Preparation of hyaluronic acid nanospheres with synergistic charge reversal and active targeting for enhanced selective anticancer drug delivery

Abstract

The development of smart nanocarriers that can respond synergistically to the tumor microenvironment (TME) and actively target cancer cells is pivotal for advancing precision oncology. Herein, we report the design and preparation of multifunctional hyaluronic acid (HA) nanospheres engineered for synergistic charge reversal and active targeting to achieve enhanced selective anticancer drug delivery. A novel copolymer, tetraphenylethylene-hyaluronic acid-polylysine-dimethylmaleic acid (TPE-HA-PLL(DMMA)), was synthesized and self-assembled into uniform nanospheres (THPD NPs) in aqueous solution. This system integrates multiple functionalities: the aggregation-induced emission (AIE) property of TPE for self-assembly and potential imaging, the CD44-targeting capability of HA for active tumor homing, and the pH-sensitive charge reversal of PLL(DMMA) for TME-responsive uptake.
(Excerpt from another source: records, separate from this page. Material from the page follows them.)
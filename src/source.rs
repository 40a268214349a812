//! Baseband sample producers feeding the sink engine.

use std::f32::consts::PI;

use anyhow::{anyhow, Result};
use hound::{SampleFormat, WavReader};

use crate::sample::Sample;

/// Producer of baseband blocks at the engine's configured sample rate.
///
/// `fill` writes up to `buf.len()` samples and returns how many were
/// produced; 0 means the source is starved (or exhausted) and the engine
/// should try again later.
pub trait SampleSource: Send {
    fn fill(&mut self, buf: &mut [Sample]) -> usize;

    /// Called when the active configuration changes the baseband rate.
    fn set_sample_rate(&mut self, _sample_rate: u32) {}
}

/// Complex exponential test carrier at a fixed offset from center.
pub struct ToneSource {
    frequency_hz: f32,
    amplitude: f32,
    phase: f32,
    step: f32,
}

impl ToneSource {
    pub fn new(frequency_hz: f32, sample_rate: u32, amplitude: f32) -> Self {
        ToneSource {
            frequency_hz,
            amplitude: amplitude.clamp(0.0, 1.0),
            phase: 0.0,
            step: 2.0 * PI * frequency_hz / sample_rate.max(1) as f32,
        }
    }
}

impl SampleSource for ToneSource {
    fn fill(&mut self, buf: &mut [Sample]) -> usize {
        for sample in buf.iter_mut() {
            sample.i = self.amplitude * self.phase.cos();
            sample.q = self.amplitude * self.phase.sin();
            self.phase += self.step;
            if self.phase > PI {
                self.phase -= 2.0 * PI;
            }
        }
        buf.len()
    }

    fn set_sample_rate(&mut self, sample_rate: u32) {
        self.step = 2.0 * PI * self.frequency_hz / sample_rate.max(1) as f32;
    }
}

/// I/Q baseband read from a WAV file: channel 0 is I, channel 1 is Q.
/// Mono files transmit on I only.
pub struct WavBasebandSource {
    samples: Vec<Sample>,
    position: usize,
    looping: bool,
}

impl WavBasebandSource {
    pub fn new(path: &str, looping: bool) -> Result<Self> {
        let mut reader = WavReader::open(path)?;
        let spec = reader.spec();
        let channels = spec.channels as usize;

        if channels == 0 {
            return Err(anyhow!("invalid channel count"));
        }

        let mut interleaved = Vec::new();
        match spec.sample_format {
            SampleFormat::Float => {
                for sample in reader.samples::<f32>() {
                    interleaved.push(sample?);
                }
            }
            SampleFormat::Int => {
                let bits = spec.bits_per_sample as i32;
                let max = (1i64 << (bits - 1)) - 1;
                if bits <= 16 {
                    for sample in reader.samples::<i16>() {
                        interleaved.push(sample? as i64 as f32 / max as f32);
                    }
                } else {
                    for sample in reader.samples::<i32>() {
                        interleaved.push(sample? as i64 as f32 / max as f32);
                    }
                }
            }
        }

        let samples = interleaved
            .chunks_exact(channels)
            .map(|frame| Sample {
                i: frame[0],
                q: if channels > 1 { frame[1] } else { 0.0 },
            })
            .collect::<Vec<_>>();

        if samples.is_empty() {
            return Err(anyhow!("empty baseband file"));
        }

        Ok(WavBasebandSource {
            samples,
            position: 0,
            looping,
        })
    }

    pub fn len(&self) -> usize {
        self.samples.len()
    }

    pub fn is_empty(&self) -> bool {
        self.samples.is_empty()
    }
}

impl SampleSource for WavBasebandSource {
    fn fill(&mut self, buf: &mut [Sample]) -> usize {
        let mut written = 0;
        while written < buf.len() {
            if self.position >= self.samples.len() {
                if !self.looping {
                    break;
                }
                self.position = 0;
            }
            let take = (buf.len() - written).min(self.samples.len() - self.position);
            buf[written..written + take]
                .copy_from_slice(&self.samples[self.position..self.position + take]);
            self.position += take;
            written += take;
        }
        written
    }
}

#[cfg(test)]
mod tests {
    use super::*;
    use hound::{WavSpec, WavWriter};

    fn write_test_wav(path: &std::path::Path, channels: u16, frames: usize) {
        let spec = WavSpec {
            channels,
            sample_rate: 48_000,
            bits_per_sample: 32,
            sample_format: SampleFormat::Float,
        };
        let mut writer = WavWriter::create(path, spec).unwrap();
        for n in 0..frames {
            for ch in 0..channels {
                let value = (n as f32 / frames as f32) * if ch == 0 { 1.0 } else { -1.0 };
                writer.write_sample(value).unwrap();
            }
        }
        writer.finalize().unwrap();
    }

    #[test]
    fn test_tone_constant_magnitude() {
        let mut tone = ToneSource::new(1_000.0, 48_000, 0.5);
        let mut block = vec![Sample::zero(); 256];
        assert_eq!(tone.fill(&mut block), 256);
        for sample in &block {
            assert!((sample.magnitude() - 0.5).abs() < 1e-3);
        }
    }

    #[test]
    fn test_tone_phase_advances() {
        let mut tone = ToneSource::new(12_000.0, 48_000, 1.0);
        let mut block = vec![Sample::zero(); 4];
        tone.fill(&mut block);
        // Quarter-rate tone rotates 90 degrees per sample.
        assert!((block[0].i - 1.0).abs() < 1e-4);
        assert!((block[1].q - 1.0).abs() < 1e-4);
        assert!((block[2].i + 1.0).abs() < 1e-4);
    }

    #[test]
    fn test_wav_source_stereo_maps_iq() {
        let dir = tempfile::tempdir().unwrap();
        let path = dir.path().join("iq.wav");
        write_test_wav(&path, 2, 100);

        let mut source = WavBasebandSource::new(path.to_str().unwrap(), false).unwrap();
        assert_eq!(source.len(), 100);
        let mut block = vec![Sample::zero(); 100];
        assert_eq!(source.fill(&mut block), 100);
        assert!((block[50].i - 0.5).abs() < 1e-4);
        assert!((block[50].q + 0.5).abs() < 1e-4);
    }

    #[test]
    fn test_wav_source_mono_has_zero_q() {
        let dir = tempfile::tempdir().unwrap();
        let path = dir.path().join("mono.wav");
        write_test_wav(&path, 1, 32);

        let mut source = WavBasebandSource::new(path.to_str().unwrap(), false).unwrap();
        let mut block = vec![Sample::zero(); 32];
        source.fill(&mut block);
        assert!(block.iter().all(|s| s.q == 0.0));
    }

    #[test]
    fn test_wav_source_exhausts_then_starves() {
        let dir = tempfile::tempdir().unwrap();
        let path = dir.path().join("short.wav");
        write_test_wav(&path, 2, 10);

        let mut source = WavBasebandSource::new(path.to_str().unwrap(), false).unwrap();
        let mut block = vec![Sample::zero(); 64];
        assert_eq!(source.fill(&mut block), 10);
        assert_eq!(source.fill(&mut block), 0);
    }

    #[test]
    fn test_wav_source_loops() {
        let dir = tempfile::tempdir().unwrap();
        let path = dir.path().join("loop.wav");
        write_test_wav(&path, 2, 10);

        let mut source = WavBasebandSource::new(path.to_str().unwrap(), true).unwrap();
        let mut block = vec![Sample::zero(); 64];
        assert_eq!(source.fill(&mut block), 64);
    }
}
//! Network sink streaming interleaved 16-bit I/Q datagrams to a remote
//! daemon, paced to the effective sample rate.

use std::net::UdpSocket;
use std::time::{Duration, Instant};

use crate::sample::Sample;
use crate::sink::{SampleSink, SinkError, SinkFormat};

/// Samples per datagram; 512 I/Q pairs keep datagrams at 2048 bytes.
const SAMPLES_PER_DATAGRAM: usize = 512;

/// Pacing slack before the sender sleeps, in samples.
const BURST_SAMPLES: u64 = SAMPLES_PER_DATAGRAM as u64;

pub struct UdpSink {
    target: String,
    socket: Option<UdpSocket>,
    sample_rate: u64,
    clock: Option<Instant>,
    sent_samples: u64,
    datagram: Vec<u8>,
}

impl UdpSink {
    pub fn new<S: Into<String>>(target: S) -> Self {
        UdpSink {
            target: target.into(),
            socket: None,
            sample_rate: 0,
            clock: None,
            sent_samples: 0,
            datagram: Vec::with_capacity(SAMPLES_PER_DATAGRAM * 4),
        }
    }

    fn throttle(&mut self) {
        let Some(clock) = self.clock else {
            self.clock = Some(Instant::now());
            return;
        };
        let due = (clock.elapsed().as_secs_f64() * self.sample_rate as f64) as u64;
        if self.sent_samples > due + BURST_SAMPLES {
            let ahead = self.sent_samples - due;
            let sleep_secs = ahead as f64 / self.sample_rate as f64;
            std::thread::sleep(Duration::from_secs_f64(sleep_secs));
        }
    }
}

impl SampleSink for UdpSink {
    fn open(&mut self, format: &SinkFormat) -> Result<(), SinkError> {
        self.close();

        let socket =
            UdpSocket::bind("0.0.0.0:0").map_err(|e| SinkError::OpenFailed(e.to_string()))?;
        socket
            .connect(&self.target)
            .map_err(|e| SinkError::OpenFailed(format!("{}: {}", self.target, e)))?;
        log::info!(
            "udp sink open: {} at {} Hz",
            self.target,
            format.sample_rate
        );

        self.socket = Some(socket);
        self.sample_rate = format.sample_rate.max(1);
        self.clock = None;
        self.sent_samples = 0;
        Ok(())
    }

    fn write(&mut self, block: &[Sample]) -> Result<(), SinkError> {
        if self.socket.is_none() {
            return Err(SinkError::Closed);
        }
        self.throttle();

        for chunk in block.chunks(SAMPLES_PER_DATAGRAM) {
            self.datagram.clear();
            for sample in chunk {
                let (i, q) = sample.to_i16_pair();
                self.datagram.extend_from_slice(&i.to_le_bytes());
                self.datagram.extend_from_slice(&q.to_le_bytes());
            }
            let socket = self.socket.as_ref().ok_or(SinkError::Closed)?;
            socket
                .send(&self.datagram)
                .map_err(|e| SinkError::WriteFailed(e.to_string()))?;
        }

        self.sent_samples += block.len() as u64;
        Ok(())
    }

    fn close(&mut self) {
        if self.socket.take().is_some() {
            log::info!("udp sink closed after {} samples", self.sent_samples);
        }
        self.clock = None;
    }
}

#[cfg(test)]
mod tests {
    use super::*;

    #[test]
    fn test_write_before_open_fails() {
        let mut sink = UdpSink::new("127.0.0.1:9999");
        assert!(matches!(
            sink.write(&[Sample::zero()]),
            Err(SinkError::Closed)
        ));
    }

    #[test]
    fn test_open_bad_target_fails() {
        let mut sink = UdpSink::new("not-a-real-host-name:1");
        let format = SinkFormat {
            sample_rate: 48_000,
            center_frequency: 0,
        };
        assert!(matches!(
            sink.open(&format),
            Err(SinkError::OpenFailed(_))
        ));
    }

    #[test]
    fn test_datagrams_carry_i16_iq_pairs() {
        let receiver = UdpSocket::bind("127.0.0.1:0").unwrap();
        receiver
            .set_read_timeout(Some(Duration::from_secs(2)))
            .unwrap();
        let target = receiver.local_addr().unwrap().to_string();

        let mut sink = UdpSink::new(target);
        let format = SinkFormat {
            sample_rate: 1_000_000,
            center_frequency: 435_000_000,
        };
        sink.open(&format).unwrap();

        let block: Vec<Sample> = (0..1000).map(|n| {
            let value = (n % 100) as f32 / 100.0;
            Sample::new(value, -value)
        }).collect();
        sink.write(&block).unwrap();
        sink.close();

        let mut buf = [0u8; 4096];
        let mut received = 0usize;
        let mut first_datagram = Vec::new();
        while received < block.len() * 4 {
            let len = receiver.recv(&mut buf).unwrap();
            if first_datagram.is_empty() {
                first_datagram = buf[..len].to_vec();
            }
            received += len;
        }
        assert_eq!(received, block.len() * 4);

        // Sample 1 of the stream is (0.01, -0.01).
        let i = i16::from_le_bytes([first_datagram[4], first_datagram[5]]);
        let q = i16::from_le_bytes([first_datagram[6], first_datagram[7]]);
        let decoded = Sample::from_i16_pair(i, q);
        assert!((decoded.i - 0.01).abs() < 1e-3);
        assert!((decoded.q + 0.01).abs() < 1e-3);
    }
}
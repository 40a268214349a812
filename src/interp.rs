//! Interpolation stage multiplying the output rate by a power of two.

use std::f32::consts::PI;

use crate::sample::Sample;

const TAPS_PER_PHASE: usize = 8;

/// Zero-stuffing upsampler with a windowed-sinc low-pass, gain-compensated
/// so the stuffed stream keeps unit DC gain. Factor 1 is a straight copy.
pub struct Interpolator {
    factor: usize,
    taps: Vec<f32>,
    history: Vec<Sample>,
    history_index: usize,
}

impl Interpolator {
    pub fn new(log2_interp: u32) -> Self {
        let factor = 1usize << log2_interp;
        let taps = if factor > 1 {
            design_low_pass(factor)
        } else {
            Vec::new()
        };
        Interpolator {
            factor,
            taps,
            history: vec![Sample::zero(); TAPS_PER_PHASE],
            history_index: 0,
        }
    }

    pub fn factor(&self) -> usize {
        self.factor
    }

    pub fn reset(&mut self) {
        self.history.fill(Sample::zero());
        self.history_index = 0;
    }

    /// Interpolate `input` into `output`, which is cleared first and ends
    /// up holding `input.len() * factor` samples.
    pub fn process(&mut self, input: &[Sample], output: &mut Vec<Sample>) {
        output.clear();

        if self.factor == 1 {
            output.extend_from_slice(input);
            return;
        }

        output.reserve(input.len() * self.factor);

        for &sample in input {
            self.history[self.history_index] = sample;

            for phase in 0..self.factor {
                let mut out_i = 0.0f32;
                let mut out_q = 0.0f32;
                let mut hist = self.history_index;
                for k in 0..TAPS_PER_PHASE {
                    let tap = self.taps[phase + k * self.factor];
                    out_i += tap * self.history[hist].i;
                    out_q += tap * self.history[hist].q;
                    if hist == 0 {
                        hist = TAPS_PER_PHASE - 1;
                    } else {
                        hist -= 1;
                    }
                }
                output.push(Sample::new(out_i, out_q));
            }

            self.history_index += 1;
            if self.history_index >= TAPS_PER_PHASE {
                self.history_index = 0;
            }
        }
    }
}

/// Windowed-sinc prototype with cutoff at the input Nyquist, scaled so the
/// tap sum equals the factor (compensates the zero-stuffing loss).
fn design_low_pass(factor: usize) -> Vec<f32> {
    let len = factor * TAPS_PER_PHASE;
    let center = (len - 1) as f32 / 2.0;
    let mut taps = vec![0.0f32; len];

    for (n, tap) in taps.iter_mut().enumerate() {
        let x = (n as f32 - center) / factor as f32;
        let sinc = if x == 0.0 {
            1.0
        } else {
            (PI * x).sin() / (PI * x)
        };
        let window = 0.54 - 0.46 * (2.0 * PI * n as f32 / (len - 1) as f32).cos();
        *tap = sinc * window;
    }

    let sum: f32 = taps.iter().sum();
    let scale = factor as f32 / sum;
    for tap in taps.iter_mut() {
        *tap *= scale;
    }
    taps
}
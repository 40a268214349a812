use std::env;
use std::fs;
use std::sync::Arc;
use std::time::{Duration, Instant};

use anyhow::{anyhow, Result};

use pulse_sdr_sink::audio_sink::{list_output_devices, AudioDeviceSink};
use pulse_sdr_sink::engine::{DeviceSinkEngine, State};
use pulse_sdr_sink::message::{Message, Waker};
use pulse_sdr_sink::settings::SinkSettings;
use pulse_sdr_sink::sink::{SampleSink, WavFileSink};
use pulse_sdr_sink::source::{SampleSource, ToneSource, WavBasebandSource};
use pulse_sdr_sink::udp_sink::UdpSink;

const POLL_INTERVAL: Duration = Duration::from_millis(100);
const STATUS_TICKS: u32 = 5;
const TIMING_TICKS: u32 = 16;

fn main() -> Result<()> {
    env_logger::init();

    let args: Vec<String> = env::args().collect();
    if args.iter().any(|a| a == "-h" || a == "--help") {
        print_usage();
        return Ok(());
    }

    let mut sink_kind = "wav".to_string();
    let mut out = "iq.wav".to_string();
    let mut host = "127.0.0.1".to_string();
    let mut port = 9090u16;
    let mut device = None;
    let mut freq = None;
    let mut rate = None;
    let mut interp = None;
    let mut tone = 1000.0f32;
    let mut level = 0.5f32;
    let mut wav_in = None;
    let mut loop_in = false;
    let mut duration = 5.0f32;
    let mut settings_path = None;
    let mut save_settings_path = None;

    let mut i = 1;
    while i < args.len() {
        match args[i].as_str() {
            "--sink" => {
                i += 1;
                sink_kind = args.get(i).cloned().ok_or_else(|| anyhow!("missing sink kind"))?;
            }
            "--out" => {
                i += 1;
                out = args.get(i).cloned().ok_or_else(|| anyhow!("missing output path"))?;
            }
            "--host" => {
                i += 1;
                host = args.get(i).cloned().ok_or_else(|| anyhow!("missing host"))?;
            }
            "--port" => {
                i += 1;
                port = args.get(i).ok_or_else(|| anyhow!("missing port"))?.parse::<u16>()?;
            }
            "--device" => {
                i += 1;
                device = args.get(i).cloned();
            }
            "--freq" => {
                i += 1;
                freq = Some(args.get(i).ok_or_else(|| anyhow!("missing frequency"))?.parse::<u64>()?);
            }
            "--rate" => {
                i += 1;
                rate = Some(args.get(i).ok_or_else(|| anyhow!("missing sample rate"))?.parse::<u32>()?);
            }
            "--interp" => {
                i += 1;
                interp = Some(args.get(i).ok_or_else(|| anyhow!("missing interpolation"))?.parse::<u32>()?);
            }
            "--tone" => {
                i += 1;
                tone = args.get(i).ok_or_else(|| anyhow!("missing tone frequency"))?.parse::<f32>()?;
            }
            "--level" => {
                i += 1;
                level = args.get(i).ok_or_else(|| anyhow!("missing level"))?.parse::<f32>()?;
            }
            "--wav-in" => {
                i += 1;
                wav_in = args.get(i).cloned();
            }
            "--loop-in" => {
                loop_in = true;
            }
            "--duration" => {
                i += 1;
                duration = args.get(i).ok_or_else(|| anyhow!("missing duration"))?.parse::<f32>()?;
            }
            "--settings" => {
                i += 1;
                settings_path = args.get(i).cloned();
            }
            "--save-settings" => {
                i += 1;
                save_settings_path = args.get(i).cloned();
            }
            "--list-devices" => {
                for name in list_output_devices()? {
                    println!("{}", name);
                }
                return Ok(());
            }
            other => {
                return Err(anyhow!("unknown arg: {}", other));
            }
        }
        i += 1;
    }

    let mut settings = SinkSettings::default();
    if let Some(ref path) = settings_path {
        let blob = fs::read(path)?;
        if settings.deserialize(&blob).is_err() {
            eprintln!("settings file {} is unreadable, using defaults", path);
            settings.reset_to_defaults();
        }
    }
    if let Some(freq) = freq {
        settings.center_frequency = freq;
    }
    if let Some(rate) = rate {
        settings.sample_rate = rate;
    }
    if let Some(interp) = interp {
        settings.log2_interp = interp;
    }
    if !settings.is_valid() {
        return Err(anyhow!(
            "invalid settings: rate {} Hz, interpolation 2^{}",
            settings.sample_rate,
            settings.log2_interp
        ));
    }
    if let Some(ref path) = save_settings_path {
        fs::write(path, settings.serialize())?;
        println!("settings saved to {}", path);
    }

    let source: Box<dyn SampleSource> = match wav_in {
        Some(ref path) => Box::new(WavBasebandSource::new(path, loop_in)?),
        None => Box::new(ToneSource::new(tone, settings.sample_rate, level)),
    };

    let sink: Box<dyn SampleSink> = match sink_kind.as_str() {
        "wav" => Box::new(WavFileSink::new(&out)),
        "udp" => Box::new(UdpSink::new(format!("{}:{}", host, port))),
        "audio" => Box::new(AudioDeviceSink::new(device)),
        other => return Err(anyhow!("unknown sink kind: {}", other)),
    };

    let mut engine = DeviceSinkEngine::new(source, sink);
    let input = engine.input_message_queue();
    let output = engine.output_message_queue();

    let waker = Arc::new(Waker::new());
    let wake = Arc::clone(&waker);
    output.set_notifier(move || wake.wake());

    engine.start()?;
    input.push(Message::ConfigureSink(settings.clone()));

    if !engine.start_generation() {
        return Err(anyhow!(
            "start failed: {}",
            engine.error_message().unwrap_or_else(|| "unknown error".to_string())
        ));
    }
    println!(
        "transmitting: center {} Hz, rate {} Hz, interpolation x{} ({} Hz out), sink {}",
        settings.center_frequency,
        settings.sample_rate,
        1u32 << settings.log2_interp,
        settings.effective_sample_rate(),
        sink_kind
    );

    let effective_rate = settings.effective_sample_rate();
    let started = Instant::now();
    let mut last_state = engine.state();
    let mut tick = 0u32;

    while started.elapsed().as_secs_f32() < duration {
        waker.wait_timeout(POLL_INTERVAL);
        tick += 1;

        if tick % STATUS_TICKS == 0 {
            let state = engine.state();
            if state != last_state {
                println!("engine state: {}", state);
                last_state = state;
            }
            if state == State::Error {
                let message = engine.error_message().unwrap_or_else(|| "unknown error".to_string());
                engine.stop_generation();
                return Err(anyhow!("stream fault: {}", message));
            }
        }
        if tick % TIMING_TICKS == 0 {
            input.push(Message::RequestStreamTiming);
        }

        while let Some(msg) = output.pop() {
            match msg {
                Message::ReportStreamTiming(count) => {
                    let t_sec = count / effective_rate.max(1);
                    let t_msec = (count * 1000 / effective_rate.max(1)) % 1000;
                    println!("stream time {}.{:03} s ({} samples)", t_sec, t_msec, count);
                }
                Message::ReportState { state, message } => match message {
                    Some(message) => println!("engine reported {}: {}", state, message),
                    None => println!("engine reported {}", state),
                },
                Message::ConfigureSink(_) | Message::RequestStreamTiming => {}
            }
        }
    }

    engine.stop_generation();
    println!("stopped");
    Ok(())
}

fn print_usage() {
    eprintln!(
        "Usage: pulse-sdr-sink-cli [--sink wav|udp|audio] [--out iq.wav] [--host h --port p] \
         [--device name] [--freq hz] [--rate hz] [--interp n] [--tone hz] [--level x] \
         [--wav-in file.wav] [--loop-in] [--duration secs] [--settings file] \
         [--save-settings file] [--list-devices]"
    );
}
//! Failure reasons surfaced by the hunt engine.
//!
//! Every core operation returns one of these instead of failing silently.
//! A failed operation never leaves progress partially changed.

use crate::{catalog::CatalogError, storage::StorageError};

/// Errors produced by the hunt engine and its collaborators.
#[derive(Debug, thiserror::Error)]
pub enum Error {
    /// The hunt cannot be played, e.g. it has no waypoints.
    #[error("invalid hunt {hunt_id}: {reason}")]
    InvalidHunt { hunt_id: String, reason: String },

    /// A transition was called with malformed arguments.
    #[error("invalid argument: {0}")]
    InvalidArgument(String),

    /// No hunt in the catalog has this id.
    #[error("hunt not found: {0}")]
    HuntNotFound(String),

    /// The operation needs an active hunt and there is none.
    #[error("no hunt is active")]
    NoActiveHunt,

    /// The player is not where they need to be, or there is no position yet.
    #[error("not eligible to check in: {reason}")]
    NotEligible {
        reason: String,
        distance_meters: Option<f32>,
    },

    /// Another check-in for the same progress is still awaiting its result.
    #[error("a check-in is already in progress")]
    AttemptInProgress,

    /// The location source has no permission. Terminal for the stream.
    #[error("location permission denied")]
    PermissionDenied,

    /// The location source failed after the subscription started.
    #[error("location source failed: {0}")]
    LocationUnavailable(String),

    /// The remote refused the request (4xx-equivalent).
    #[error("{message}")]
    RemoteClient { status: u16, message: String },

    /// The remote or the network failed (5xx-equivalent). Retry is up to the caller.
    #[error("{0}")]
    RemoteTransient(String),

    /// A result arrived for a progress that is no longer active and was dropped.
    #[error("check-in result discarded: {0}")]
    Discarded(String),
}

impl Error {
    /// Whether retrying the same operation later can succeed without user action.
    pub fn is_retryable(&self) -> bool {
        matches!(self, Self::AttemptInProgress | Self::RemoteTransient(_))
    }
}

impl From<StorageError> for Error {
    fn from(err: StorageError) -> Self {
        Self::RemoteTransient(format!("storage failure: {err}"))
    }
}

impl From<CatalogError> for Error {
    fn from(err: CatalogError) -> Self {
        match err {
            CatalogError::NotFound(id) => Self::HuntNotFound(id),
            other => Self::RemoteTransient(format!("catalog failure: {other}")),
        }
    }
}

pub type Result<T> = core::result::Result<T, Error>;
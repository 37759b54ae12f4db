//! The check-in collaborator: the authority that accepts or refuses check-ins.
//!
//! The session never decides on its own that a waypoint was claimed. It asks
//! a [`HuntService`] and applies whatever snapshot comes back. The service may
//! be a remote API or the storage-backed [`LocalService`].

mod local;

use std::future::Future;

pub use local::LocalService;

use crate::error::{Error, Result};
use crate::model::{CheckInAttempt, CheckInResponse, Progress};

/// Message used for every 5xx-equivalent failure.
pub const SERVER_ERROR_MESSAGE: &str = "server error, please try again";

/// Authority over a player's hunt attempts.
///
/// Implementations enforce their own timeouts and report them as
/// [`Error::RemoteTransient`].
pub trait HuntService {
    /// Register a freshly started attempt. Returns the authoritative snapshot.
    fn start_hunt(&self, progress: Progress) -> impl Future<Output = Result<Progress>> + Send;

    /// Submit the observed position for the attempt's target waypoint.
    fn submit_check_in(
        &self,
        attempt: &CheckInAttempt,
    ) -> impl Future<Output = Result<CheckInResponse>> + Send;

    /// Give up on the player's active attempt at a hunt. History is kept.
    fn abandon_hunt(&self, hunt_id: &str) -> impl Future<Output = Result<()>> + Send;

    /// The player's current unfinished attempt, if any.
    fn active_progress(&self) -> impl Future<Output = Result<Option<Progress>>> + Send;
}

/// Map a transport status code and message to an error category.
///
/// 4xx is the client's fault and carries the message. 5xx is transient and
/// carries a fixed message. Anything else (including 0 for "no response")
/// is treated as a transient network failure.
pub fn classify_status(status: u16, message: impl Into<String>) -> Error {
    match status {
        400..=499 => Error::RemoteClient {
            status,
            message: message.into(),
        },
        500..=599 => Error::RemoteTransient(SERVER_ERROR_MESSAGE.to_string()),
        _ => Error::RemoteTransient(message.into()),
    }
}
Doxorubicin (DOX) was efficiently encapsulated, yielding DOX@THPD NPs with a high drug loading content of 27.2%. The nanospheres demonstrated a distinct charge reversal from −20.2 mV under physiological conditions (pH 7.4) to +25.8 mV in the weakly acidic TME (pH 6.8), thereby facilitating enhanced cellular internalization. In vitro studies revealed a synergistic effect: the combination of CD44-mediated active targeting and charge reversal significantly boosted intracellular DOX delivery in CD44-overexpressing HCT116 cells, increasing the uptake rate from 53% to 69%. Consequently, DOX@THPD NPs exhibited potent and selective cytotoxicity against cancer cells while maintaining high biocompatibility. This work presents a robust strategy for crafting intelligent HA-based nanocarriers, highlighting the powerful synergy between multiple targeting mechanisms for effective and selective cancer therapy.